▶ [RECORDS SHOWN]:

//! Query normalization
//!
//! Turns a free-text track label such as `"Queen - Bohemian Rhapsody (Remastered 2011)"`
//! into a canonical artist/title pair.

use serde::Serialize;

/// Separator between artist and title in a track label.
pub const SEPARATOR: &str = " - ";

/// A normalized lookup query.
#[derive(Debug, Clone, PartialEq, Eq, Serialize)]
pub struct Query {
    /// Artist part, empty when the label had no separator
    pub artist: String,
    /// Title part (or the whole label)
    pub title: String,
    /// The label exactly as it was supplied
    pub raw_text: String,
}

impl Query {
    /// Parse a raw label. Never fails; an unparseable label becomes a title-only query.
    pub fn parse(raw: &str) -> Self {
        let cleaned = normalize(raw);
        let (artist, title) = split_label(&cleaned);
        Self {
            artist,
            title,
            raw_text: raw.to_string(),
        }
    }

    /// Canonical `"Artist - Title"` label (just the title when there is no artist).
    pub fn label(&self) -> String {
        if self.artist.is_empty() {
            self.title.clone()
        } else {
            format!("{}{}{}", self.artist, SEPARATOR, self.title)
        }
    }

    /// Single search phrase, artist first.
    pub fn phrase(&self) -> String {
        [self.artist.as_str(), self.title.as_str()]
            .iter()
            .filter(|s| !s.is_empty())
            .copied()
            .collect::<Vec<_>>()
            .join(" ")
    }

    pub fn is_empty(&self) -> bool {
        self.artist.is_empty() && self.title.is_empty()
    }
}

/// Strip `(...)` / `[...]` annotations, collapse whitespace and trim.
pub fn normalize(raw: &str) -> String {
    let mut out = String::with_capacity(raw.len());
    let mut parens = 0usize;
    let mut brackets = 0usize;

    for c in raw.chars() {
        match c {
            '(' => parens += 1,
            '[' => brackets += 1,
            ')' => parens = parens.saturating_sub(1),
            ']' => brackets = brackets.saturating_sub(1),
            _ if parens == 0 && brackets == 0 => out.push(c),
            _ => {}
        }
    }

    collapse_whitespace(&out)
}

/// Split a normalized label on the first separator.
pub fn split_label(label: &str) -> (String, String) {
    match label.split_once(SEPARATOR) {
        Some((artist, title)) => (artist.trim().to_string(), title.trim().to_string()),
        None => (String::new(), label.trim().to_string()),
    }
}

pub fn collapse_whitespace(s: &str) -> String {
    s.split_whitespace().collect::<Vec<_>>().join(" ")
}
/// Why a lookup produced no lyrics.
#[derive(Debug, Clone, PartialEq, Eq, thiserror::Error)]
pub enum LyricsError {
    /// Every direct and search candidate was tried without usable text.
    /// `cause` carries the last network failure when retries ran out.
    #[error("no lyrics found{}", .cause.as_deref().map(|c| format!(" ({c})")).unwrap_or_default())]
    NotFound { cause: Option<String> },
    /// The search provider answered with an anti-bot page.
    #[error("search provider blocked the request ({url})")]
    Blocked { url: String },
    #[error("lyrics lookup cancelled")]
    Cancelled,
}

impl LyricsError {
    pub(crate) fn not_found() -> Self {
        Self::NotFound { cause: None }
    }
}
//! Bounded-concurrency batch lookups.
//!
//! Each label runs its own independent pipeline on a tokio task; a semaphore
//! caps how many run at once. Results come back in input order.

use crate::lyrics::{Fetcher, Lyrics, LyricsError, LyricsFinder};
use std::sync::Arc;
use tokio::sync::Semaphore;
use tokio::task::JoinSet;
use tokio_util::sync::CancellationToken;

#[derive(Debug, Clone, PartialEq, Eq)]
pub struct LookupOutcome {
    pub label: String,
    pub result: Result<Lyrics, LyricsError>,
}

pub struct LookupPool<F> {
    finder: Arc<LyricsFinder<F>>,
    permits: Arc<Semaphore>,
}

impl<F: Fetcher + 'static> LookupPool<F> {
    pub fn new(finder: LyricsFinder<F>, max_concurrent: usize) -> Self {
        Self {
            finder: Arc::new(finder),
            permits: Arc::new(Semaphore::new(max_concurrent.max(1))),
        }
    }

    pub async fn run(&self, labels: Vec<String>, cancel: &CancellationToken) -> Vec<LookupOutcome> {
        tracing::info!(labels = labels.len(), "starting batch lookup");

        let mut set = JoinSet::new();
        for (idx, label) in labels.iter().cloned().enumerate() {
            let finder = Arc::clone(&self.finder);
            let permits = Arc::clone(&self.permits);
            let cancel = cancel.clone();
            set.spawn(async move {
                let result = match permits.acquire_owned().await {
                    Ok(_permit) => finder.find(&label, &cancel).await,
                    // Closed semaphore: the pool is shutting down.
                    Err(_) => Err(LyricsError::Cancelled),
                };
                (idx, result)
            });
        }

        let mut results: Vec<Option<Result<Lyrics, LyricsError>>> = vec![None; labels.len()];
        while let Some(joined) = set.join_next().await {
            match joined {
                Ok((idx, result)) => results[idx] = Some(result),
                Err(e) => tracing::warn!(error = %e, "lookup task failed"),
            }
        }

        labels
            .into_iter()
            .zip(results)
            .map(|(label, result)| {
                let result = result.unwrap_or_else(|| {
                    Err(LyricsError::NotFound {
                        cause: Some("lookup task aborted".to_string()),
                    })
                });
                if let Err(e) = &result {
                    tracing::debug!(%label, error = %e, "lookup failed");
                }
                LookupOutcome { label, result }
            })
            .collect()
    }
}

▶ [WHAT IS NEEDED]: Once the records have been read, print them all again exactly.

▶ [RESPONSE TO THIS EXERCISE]:
//! Query normalization
//!
//! Turns a free-text track label such as `"Queen - Bohemian Rhapsody (Remastered 2011)"`
//! into a canonical artist/title pair.

use serde::Serialize;

/// Separator between artist and title in a track label.
pub const SEPARATOR: &str = " - ";

/// A normalized lookup query.
#[derive(Debug, Clone, PartialEq, Eq, Serialize)]
pub struct Query {
    /// Artist part, empty when the label had no separator
    pub artist: String,
    /// Title part (or the whole label)
    pub title: String,
    /// The label exactly as it was supplied
    pub raw_text: String,
}

impl Query {
    /// Parse a raw label. Never fails; an unparseable label becomes a title-only query.
    pub fn parse(raw: &str) -> Self {
        let cleaned = normalize(raw);
        let (artist, title) = split_label(&cleaned);
        Self {
            artist,
            title,
            raw_text: raw.to_string(),
        }
    }

    /// Canonical `"Artist - Title"` label (just the title when there is no artist).
    pub fn label(&self) -> String {
        if self.artist.is_empty() {
            self.title.clone()
        } else {
            format!("{}{}{}", self.artist, SEPARATOR, self.title)
        }
    }

    /// Single search phrase, artist first.
    pub fn phrase(&self) -> String {
        [self.artist.as_str(), self.title.as_str()]
            .iter()
            .filter(|s| !s.is_empty())
            .copied()
            .collect::<Vec<_>>()
            .join(" ")
    }

    pub fn is_empty(&self) -> bool {
        self.artist.is_empty() && self.title.is_empty()
    }
}

/// Strip `(...)` / `[...]` annotations, collapse whitespace and trim.
pub fn normalize(raw: &str) -> String {
    let mut out = String::with_capacity(raw.len());
    let mut parens = 0usize;
    let mut brackets = 0usize;

    for c in raw.chars() {
        match c {
            '(' => parens += 1,
            '[' => brackets += 1,
            ')' => parens = parens.saturating_sub(1),
            ']' => brackets = brackets.saturating_sub(1),
            _ if parens == 0 && brackets == 0 => out.push(c),
            _ => {}
        }
    }

    collapse_whitespace(&out)
}

/// Split a normalized label on the first separator.
pub fn split_label(label: &str) -> (String, String) {
    match label.split_once(SEPARATOR) {
        Some((artist, title)) => (artist.trim().to_string(), title.trim().to_string()),
        None => (String::new(), label.trim().to_string()),
    }
}

pub fn collapse_whitespace(s: &str) -> String {
    s.split_whitespace().collect::<Vec<_>>().join(" ")
}
/// Why a lookup produced no lyrics.
#[derive(Debug, Clone, PartialEq, Eq, thiserror::Error)]
pub enum LyricsError {
    /// Every direct and search candidate was tried without usable text.
    /// `cause` carries the last network failure when retries ran out.
    #[error("no lyrics found{}", .cause.as_deref().map(|c| format!(" ({c})")).unwrap_or_default())]
    NotFound { cause: Option<String> },
    /// The search provider answered with an anti-bot page.
    #[error("search provider blocked the request ({url})")]
    Blocked { url: String },
    #[error("lyrics lookup cancelled")]
    Cancelled,
}

impl LyricsError {
    pub(crate) fn not_found() -> Self {
        Self::NotFound { cause: None }
    }
}
//! Bounded-concurrency batch lookups.
//!
//! Each label runs its own independent pipeline on a tokio task; a semaphore
//! caps how many run at once. Results come back in input order.

use crate::lyrics::{Fetcher, Lyrics, LyricsError, LyricsFinder};
use std::sync::Arc;
use tokio::sync::Semaphore;
use tokio::task::JoinSet;
use tokio_util::sync::CancellationToken;

#[derive(Debug, Clone, PartialEq, Eq)]
pub struct LookupOutcome {
    pub label: String,
    pub result: Result<Lyrics, LyricsError>,
}

pub struct LookupPool<F> {
    finder: Arc<LyricsFinder<F>>,
    permits: Arc<Semaphore>,
}

impl<F: Fetcher + 'static> LookupPool<F> {
    pub fn new(finder: LyricsFinder<F>, max_concurrent: usize) -> Self {
        Self {
            finder: Arc::new(finder),
            permits: Arc::new(Semaphore::new(max_concurrent.max(1))),
        }
    }

    pub async fn run(&self, labels: Vec<String>, cancel: &CancellationToken) -> Vec<LookupOutcome> {
        tracing::info!(labels = labels.len(), "starting batch lookup");

        let mut set = JoinSet::new();
        for (idx, label) in labels.iter().cloned().enumerate() {
            let finder = Arc::clone(&self.finder);
            let permits = Arc::clone(&self.permits);
            let cancel = cancel.clone();
            set.spawn(async move {
                let result = match permits.acquire_owned().await {
                    Ok(_permit) => finder.find(&label, &cancel).await,
                    // Closed semaphore: the pool is shutting down.
                    Err(_) => Err(LyricsError::Cancelled),
                };
                (idx, result)
            });
        }

        let mut results: Vec<Option<Result<Lyrics, LyricsError>>> = vec![None; labels.len()];
        while let Some(joined) = set.join_next().await {
            match joined {
                Ok((idx, result)) => results[idx] = Some(result),
                Err(e) => tracing::warn!(error = %e, "lookup task failed"),
            }
        }

        labels
            .into_iter()
            .zip(results)
            .map(|(label, result)| {
                let result = result.unwrap_or_else(|| {
                    Err(LyricsError::NotFound {
                        cause: Some("lookup task aborted".to_string()),
                    })
                });
                if let Err(e) = &result {
                    tracing::debug!(%label, error = %e, "lookup failed");
                }
                LookupOutcome { label, result }
            })
            .collect()
    }
}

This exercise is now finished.